EXPERIMENTAL DETERMINATION OF CALCITE SOLUBILITY IN H2O-NACL SOLUTIONS AT DEEP CRUST/UPPER MANTLE PRESSURES AND TEMPERATURES: IMPLICATIONS FOR METASOMATIC PROCESSES IN SHEAR ZONES

Abstract

The solubility of calcite in NaCl-H2O solutions was measured at 600-900 °C, 10 kbar, at NaCl concentrations ranging from dilute to near halite saturation, and at 6-14 kbar, 700 °C, in 30 mol% NaCl solutions. Solubility was determined from the weight loss of cleavage rhombs of a pure natural calcite after experiments of 1/2 to 6 days in a piston-cylinder apparatus with NaCl-graphite furnaces. CaCO3, molality (mcaco3) increases greatly with NaCl mole fraction (XNaCl): at 800 °C and 10 kbar, mcaco3 increases from Ο0.1 in pure H2O to near 4.0 at halite saturation (XNaCl∼0.6).
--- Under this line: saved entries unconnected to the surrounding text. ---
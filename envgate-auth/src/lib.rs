/*!
    The authorization registry: writer and register public-key sets
    bootstrapped from trusted URLs, and the encrypted, persisted
    host→reader-key map mutated by the `register` command.
*/

mod bootstrap;
mod error;
mod readers;
mod registry;

pub use bootstrap::{fetch_public_keys, parse_authorized_key_line};
pub use error::{AuthError, AuthResult};
pub use readers::{READERS_GROUP, READERS_VARIABLE};
pub use registry::AuthRegistry;
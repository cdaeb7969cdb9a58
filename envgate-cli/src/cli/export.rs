use anyhow::{Result, bail};
use clap::Parser;

use super::common::ClientArgs;
use crate::client;

/// Set a variable: `export NAME=VALUE`, or `export NAME` to take the
/// value from this process's own environment.
#[derive(Parser, Debug)]
pub struct ExportCommand {
    #[command(flatten)]
    pub client: ClientArgs,

    /// Group the variable belongs to.
    #[arg(long)]
    pub group: String,

    /// `NAME=VALUE`, or bare `NAME`.
    pub assignment: String,
}

impl ExportCommand {
    pub async fn run(self) -> Result<()> {
        let mut env = vec![("GROUP", self.group.as_str())];

        // Bare `NAME` pulls its value from this process's environment, so
        // the channel needs that value present under the same name for
        // the daemon's "value drawn from channel env" fallback to find it.
        let local_value = std::env::var(&self.assignment).unwrap_or_default();
        if !self.assignment.contains('=') {
            env.push((self.assignment.as_str(), local_value.as_str()));
        }

        let command_line = format!("export {}", self.assignment);
        let outcome = client::run(&self.client.addr, "w", &self.client.identity, &env, &command_line).await?;
        if !outcome.success {
            bail!("export failed");
        }
        Ok(())
    }
}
There is also a large temperature effect at 10 kbar, with mcaco3 increasing from 0.25 at 600 °C to 3.0 at 900 °C at XNaCl = 0.3. There is only a 20% increase with increasing pressure between 6 and 14 kbar at 700 °C and XNaCl= 0.3. Melting to a carbonate-rich liquid was inferred at 900 °C, 10 kbar, from XNaCl of 0 to 0.2. The composition, temperature, and pressure dependence of mcaco3 are described by: mcaco3 = [-0.051 + 1.65 x 10-4 T + X2NaClexp(-3.071 + 4.749 x 10-6T2)] (0.76 + 0.024P) with T in Kelvins and P in kbar. The predicted increase of calcite solubility with salinity and temperature is so great that critical mixing of NaCl-rich hydrous carbonate liquid and CaCO3-rich saline solution is probable at 10 kbar near 1000 °C and XNaCl∼0.4. The experimental results suggest a genetic mechanism for the enigmatic carbonated shear zones, such as the Attur Valley of southern India, where crustal rocks have been replaced by up to 20% by calcite and ankerite with mantle-like stable-isotope signatures. The high CaCO3 carrying capacity of concentrated alkali-chloride solutions, together with the drastic decrease in solubility between 1000 and 700 °C, plausibly account for large-scale emplacement of mantle-derived carbonate from concentrated chloride-carbonate solutions (or hydrosaline magmas) formed as immiscible fluids in the late stages of alkalic magmatism. Such solutions may also mobilize sulfate and phosphate minerals, which would have important consequences for redistribution of incompatible and heat-producing elements in the crust.